L'Institut démocratique du Kosovo a publié le rapport “Legal parmi les nombreux défis” concernant les travaux de l'Assemblée du Kosovo au cours de la session de printemps. Au cours de cette session, l'utilisation d'un langage non politique et inapproprié dans la salle de l'Assemblée du Kosovo a été un problème pour le KDI. Deux cas ont été mentionnés dans le présent rapport. I [...]
Au cours de cette session, l'utilisation d'un langage non politique et inapproprié dans la salle de l'Assemblée du Kosovo a été un problème pour le KDI.
Deux cas ont été mentionnés dans le présent rapport.
Le premier est celui du vice-premier ministre Besnik Bislimi, qui a mentionné le terme <x0-cinq-cinqx1>, député du PDK, Ariana Musliu-Sashi.
“Merci pour le maximum de soin et de question pour transmettre tous les détails de mes entrevues encore et encore. Aussi, c'est sans signification votre désir de prendre l'attention du public, il est hors de propos”, dit Bislim, elle.
Conjufca a réagi à cette déclaration de Bislim.
M. “Dictionnaire d'avertissement Bislimi”
L'exemple suivant de l'utilisation d'un langage inapproprié à l'Assemblée, KDI reconnaît également l'insulte du député LDK Kujtim Shala envers le Premier ministre Albin Kurti.
Shala s'est fait prendre dans le micro, même en jurant.
Les caméras ont pris le moment où Shala sonne à “pu f***** le traître de la mère”.
Et pour les termes utilisés à l'Assemblée du Kosovo, KDI a également critiqué le Président du Parlement du Kosovo.
“L'un des problèmes les plus urgents de cette session a été l'utilisation d'un langage non parlementaire et inapproprié au sein du Parlement. Pour ce qui est de l'aggravation des tendances en matière de langage non parlementaire, le Parlement n'a pas pris de mesures proportionnelles avec les violations. Le règlement de l'Assemblée du Kosovo permet au Président de l'Assemblée de prendre cinq types de mesures à l'encontre de ceux qui utilisent un langage non parlementaire lors de l'audience, comme la demande de retirer le mot, de couper le mot, d'être averti, d'être averti de quitter l'audience plénière et éventuellement de quitter l'audience plénière. En ce qui concerne la langue, le maire n'a pas pris de mesures appropriées, souvent pour la tolérer”, a déclaré le rapport.
Selon eux, aucune sanction pour des propos inappropriés au Parlement n'en a créé une perception normale.

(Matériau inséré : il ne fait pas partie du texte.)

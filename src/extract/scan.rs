//! Reading sheets and picking out formulas

use super::selection::{plan_selection, SelectionPolicy};
use crate::codec::{encode_ref, quote_sheet};
use crate::error::{SheetError, SheetResult};
use crate::service::SpreadsheetService;
use crate::types::{ExtractedFormula, Grid, RenderMode};
use tracing::{debug, info, warn};

/// Formula detection is textual: a cell holds a formula iff its raw text
/// starts with `=`. A literal string beginning with `=` is misclassified.
pub fn is_formula(raw: &str) -> bool {
    raw.starts_with('=')
}

/// Every formula cell of `grid`, row-major, labelled with `sheet_label`.
pub fn scan_grid(sheet_label: &str, grid: &Grid) -> Vec<ExtractedFormula> {
    let mut found = Vec::new();
    for (row, cells) in grid.iter().enumerate() {
        for (col, raw) in cells.iter().enumerate() {
            if is_formula(raw) {
                found.push(ExtractedFormula {
                    sheet: sheet_label.to_string(),
                    cell: encode_ref(row, col),
                    formula: raw.clone(),
                });
            }
        }
    }
    found
}

/// A sheet the run meant to visit but could not read.
#[derive(Debug, Clone, PartialEq, Eq)]
pub struct SkippedSheet {
    pub name: String,
    pub reason: String,
}

#[derive(Debug, Clone, Default, PartialEq, Eq)]
pub struct ExtractionReport {
    pub formulas: Vec<ExtractedFormula>,
    pub skipped: Vec<SkippedSheet>,
}

/// The inner `Err` carries per-sheet failures the run survives. Only
/// authentication failures propagate, since no other sheet could be read either.
fn read_sheet<S: SpreadsheetService + ?Sized>(
    service: &S,
    spreadsheet_id: &str,
    sheet: &str,
    mode: RenderMode,
) -> SheetResult<Result<Grid, SheetError>> {
    match service.read_cells(spreadsheet_id, &quote_sheet(sheet), mode) {
        Ok(grid) => Ok(Ok(grid)),
        Err(e @ SheetError::Authentication(_)) => Err(e),
        Err(e) => {
            warn!(sheet, error = %e, "could not read sheet, skipping");
            Ok(Err(e))
        }
    }
}

/// Run the selection policy against the spreadsheet and scan every chosen sheet.
pub fn extract<S: SpreadsheetService + ?Sized>(
    service: &S,
    spreadsheet_id: &str,
    policy: &SelectionPolicy,
) -> SheetResult<ExtractionReport> {
    let available = service.get_metadata(spreadsheet_id)?.names();
    let plan = plan_selection(policy, &available);
    let mut report = ExtractionReport::default();

    for name in plan.missing {
        warn!(sheet = %name, "configured sheet does not exist");
        report.skipped.push(SkippedSheet {
            name,
            reason: "sheet does not exist".to_string(),
        });
    }

    for visit in &plan.visits {
        match read_sheet(service, spreadsheet_id, &visit.name, RenderMode::Formula)? {
            Ok(grid) => {
                let found = scan_grid(&visit.label(), &grid);
                info!(sheet = %visit.name, formulas = found.len(), "scanned sheet");
                report.formulas.extend(found);
            }
            Err(e) => report.skipped.push(SkippedSheet {
                name: visit.name.clone(),
                reason: e.to_string(),
            }),
        }
    }

    Ok(report)
}

//==============================================================================
// Formula + value dump
//==============================================================================

#[derive(Debug, Clone, PartialEq, Eq)]
pub struct DumpedCell {
    pub row: usize,
    pub col: usize,
    pub formula: String,
    pub value: String,
}

impl DumpedCell {
    pub fn cell(&self) -> String {
        encode_ref(self.row, self.col)
    }
}

#[derive(Debug, Clone, PartialEq, Eq)]
pub struct SheetDump {
    pub sheet: String,
    /// Number of rows covered by either grid.
    pub rows: usize,
    pub cells: Vec<DumpedCell>,
}

/// Merge a formula grid and a value grid of the same sheet cell by cell.
///
/// The grids should have the same shape. When they don't, the shorter side is
/// padded with empty strings and the mismatch is logged. Cells empty in both
/// grids are dropped.
pub fn merge_grids(sheet: &str, formulas: &Grid, values: &Grid) -> SheetDump {
    let rows = formulas.len().max(values.len());
    if formulas.len() != values.len() {
        let diag = SheetError::PartialData {
            sheet: sheet.to_string(),
            detail: format!(
                "{} formula rows vs {} value rows",
                formulas.len(),
                values.len()
            ),
        };
        warn!("{}", diag);
    }

    let mut cells = Vec::new();
    let empty: Vec<String> = Vec::new();
    for row in 0..rows {
        let formula_row = formulas.get(row).unwrap_or(&empty);
        let value_row = values.get(row).unwrap_or(&empty);
        let cols = formula_row.len().max(value_row.len());
        if formula_row.len() != value_row.len() {
            debug!(sheet, row = row + 1, "row widths differ, padding");
        }
        for col in 0..cols {
            let formula = formula_row.get(col).cloned().unwrap_or_default();
            let value = value_row.get(col).cloned().unwrap_or_default();
            if formula.is_empty() && value.is_empty() {
                continue;
            }
            cells.push(DumpedCell {
                row,
                col,
                formula,
                value,
            });
        }
    }

    SheetDump {
        sheet: sheet.to_string(),
        rows,
        cells,
    }
}

/// Read formulas and displayed values of each sheet. An empty `sheets` list
/// means every sheet in the spreadsheet. Unreadable sheets are skipped; an
/// authentication failure ends the run.
pub fn dump<S: SpreadsheetService + ?Sized>(
    service: &S,
    spreadsheet_id: &str,
    sheets: &[String],
) -> SheetResult<Vec<SheetDump>> {
    let names = if sheets.is_empty() {
        service.get_metadata(spreadsheet_id)?.names()
    } else {
        sheets.to_vec()
    };

    let mut dumps = Vec::with_capacity(names.len());
    for name in &names {
        let Ok(formulas) = read_sheet(service, spreadsheet_id, name, RenderMode::Formula)? else {
            continue;
        };
        let Ok(values) = read_sheet(service, spreadsheet_id, name, RenderMode::FormattedValue)?
        else {
            continue;
        };
        let sheet_dump = merge_grids(name, &formulas, &values);
        info!(sheet = %name, cells = sheet_dump.cells.len(), "dumped sheet");
        dumps.push(sheet_dump);
    }
    Ok(dumps)
}

#[cfg(test)]
mod tests {
    use super::*;
    use crate::service::MemoryService;
    use crate::types::{MutationOp, SheetMetadata, SpreadsheetHandle};

    /// Delegates to an in-memory store but fails every read of one sheet.
    struct FailingReads {
        inner: MemoryService,
        sheet: String,
        error: fn() -> SheetError,
    }

    impl FailingReads {
        fn new(inner: MemoryService, sheet: &str, error: fn() -> SheetError) -> Self {
            Self {
                inner,
                sheet: sheet.to_string(),
                error,
            }
        }
    }

    impl SpreadsheetService for FailingReads {
        fn create(&mut self, title: &str) -> SheetResult<SpreadsheetHandle> {
            self.inner.create(title)
        }

        fn get_metadata(&self, spreadsheet_id: &str) -> SheetResult<SheetMetadata> {
            self.inner.get_metadata(spreadsheet_id)
        }

        fn batch_execute(&mut self, spreadsheet_id: &str, ops: &[MutationOp]) -> SheetResult<()> {
            self.inner.batch_execute(spreadsheet_id, ops)
        }

        fn read_cells(
            &self,
            spreadsheet_id: &str,
            range: &str,
            mode: RenderMode,
        ) -> SheetResult<Grid> {
            if range == quote_sheet(&self.sheet) {
                return Err((self.error)());
            }
            self.inner.read_cells(spreadsheet_id, range, mode)
        }

        fn append_row(
            &mut self,
            spreadsheet_id: &str,
            sheet: &str,
            values: &[String],
        ) -> SheetResult<()> {
            self.inner.append_row(spreadsheet_id, sheet, values)
        }

        fn update_range(
            &mut self,
            spreadsheet_id: &str,
            range: &str,
            rows: &[Vec<String>],
        ) -> SheetResult<()> {
            self.inner.update_range(spreadsheet_id, range, rows)
        }

        fn delete_rows(
            &mut self,
            spreadsheet_id: &str,
            sheet_id: i64,
            start: usize,
            end: usize,
        ) -> SheetResult<()> {
            self.inner.delete_rows(spreadsheet_id, sheet_id, start, end)
        }

        fn delete_file(&mut self, file_id: &str) -> SheetResult<()> {
            self.inner.delete_file(file_id)
        }
    }

    fn malformed_body() -> SheetError {
        SheetError::Json(serde_json::from_str::<serde_json::Value>("").unwrap_err())
    }

    fn server_error() -> SheetError {
        SheetError::Service {
            status: 500,
            message: "backend error".into(),
        }
    }

    fn expired_token() -> SheetError {
        SheetError::Authentication("token expired".into())
    }

    fn bad_and_good() -> MemoryService {
        let mut service = MemoryService::new();
        service.insert_sheet("s", "Bad", grid(&[&["=1"]]));
        service.insert_sheet("s", "Good", grid(&[&["", "=A1*2"]]));
        service
    }

    fn grid(rows: &[&[&str]]) -> Grid {
        rows.iter()
            .map(|r| r.iter().map(|c| c.to_string()).collect())
            .collect()
    }

    #[test]
    fn test_scan_grid_finds_formula() {
        let g = grid(&[&["", "", ""], &["", "", "=SUM(A1:A10)"]]);
        assert_eq!(
            scan_grid("Summary", &g),
            vec![ExtractedFormula {
                sheet: "Summary".into(),
                cell: "C2".into(),
                formula: "=SUM(A1:A10)".into(),
            }]
        );
    }

    #[test]
    fn test_scan_grid_ignores_plain_values() {
        let g = grid(&[&["Total", "12", " =not"], &[]]);
        assert!(scan_grid("S", &g).is_empty());
    }

    #[test]
    fn test_merge_pads_shorter_grid() {
        let formulas = grid(&[&["Name", "=B1*2"], &["x"]]);
        let values = grid(&[&["Name", "4", "extra"]]);
        let merged = merge_grids("S", &formulas, &values);
        assert_eq!(merged.rows, 2);
        let cells: Vec<(String, &str, &str)> = merged
            .cells
            .iter()
            .map(|c| (c.cell(), c.formula.as_str(), c.value.as_str()))
            .collect();
        assert_eq!(
            cells,
            vec![
                ("A1".to_string(), "Name", "Name"),
                ("B1".to_string(), "=B1*2", "4"),
                ("C1".to_string(), "", "extra"),
                ("A2".to_string(), "x", ""),
            ]
        );
    }

    #[test]
    fn test_extract_skips_unreadable_sheet() {
        let mut service = MemoryService::new();
        service.insert_sheet("s", "Summary", grid(&[&["=1+1"]]));
        let policy =
            SelectionPolicy::new(None, vec!["Summary".into(), "Gone".into()], None).unwrap();
        let report = extract(&service, "s", &policy).unwrap();
        assert_eq!(report.formulas.len(), 1);
        assert_eq!(report.skipped.len(), 1);
        assert_eq!(report.skipped[0].name, "Gone");
    }

    #[test]
    fn test_extract_survives_failed_read() {
        let policy = SelectionPolicy::new(None, vec!["Bad".into(), "Good".into()], None).unwrap();
        for error in [malformed_body as fn() -> SheetError, server_error] {
            let service = FailingReads::new(bad_and_good(), "Bad", error);
            let report = extract(&service, "s", &policy).unwrap();

            assert_eq!(report.formulas.len(), 1);
            assert_eq!(report.formulas[0].sheet, "Good");
            assert_eq!(report.formulas[0].cell, "B1");
            assert_eq!(report.skipped.len(), 1);
            assert_eq!(report.skipped[0].name, "Bad");
            assert_eq!(report.skipped[0].reason, error().to_string());
        }
    }

    #[test]
    fn test_extract_aborts_on_authentication() {
        let service = FailingReads::new(bad_and_good(), "Good", expired_token);
        let policy = SelectionPolicy::new(None, vec!["Bad".into(), "Good".into()], None).unwrap();
        assert!(matches!(
            extract(&service, "s", &policy),
            Err(SheetError::Authentication(_))
        ));
    }

    #[test]
    fn test_dump_skips_failed_read() {
        let service = FailingReads::new(bad_and_good(), "Bad", malformed_body);
        let dumps = dump(&service, "s", &[]).unwrap();
        assert_eq!(dumps.len(), 1);
        assert_eq!(dumps[0].sheet, "Good");
        assert_eq!(dumps[0].cells[0].formula, "=A1*2");
    }

    #[test]
    fn test_dump_aborts_on_authentication() {
        let service = FailingReads::new(bad_and_good(), "Bad", expired_token);
        assert!(matches!(
            dump(&service, "s", &["Good".into(), "Bad".into()]),
            Err(SheetError::Authentication(_))
        ));
    }

    #[test]
    fn test_dump_all_sheets() {
        let mut service = MemoryService::new();
        service.insert_sheet("s", "A", grid(&[&["1", "=A1+1"]]));
        service.insert_sheet("s", "B", grid(&[]));
        let dumps = dump(&service, "s", &[]).unwrap();
        assert_eq!(dumps.len(), 2);
        assert_eq!(dumps[0].cells.len(), 2);
        assert!(dumps[1].cells.is_empty());
    }
}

“Ne pas punir un langage parlementaire inapproprié a créé une perception normale de celui-ci au sein du Parlement, augmentant les tensions continues au sein de l'Assemblée. Cette tendance à la tension, outre la production de scènes inappropriées au sein du Parlement, a provoqué l'incident de coups du groupe entre les députés du Parti démocratique du Kosovo et les représentants de Vetevendosje, des membres du gouvernement et des députés en juillet. Cet incident a également dépassé les mesures punitives prévoyant la réglementation en activant les organes judiciaires qui ont repris l'affaire en question”, dit le rapport entre autres.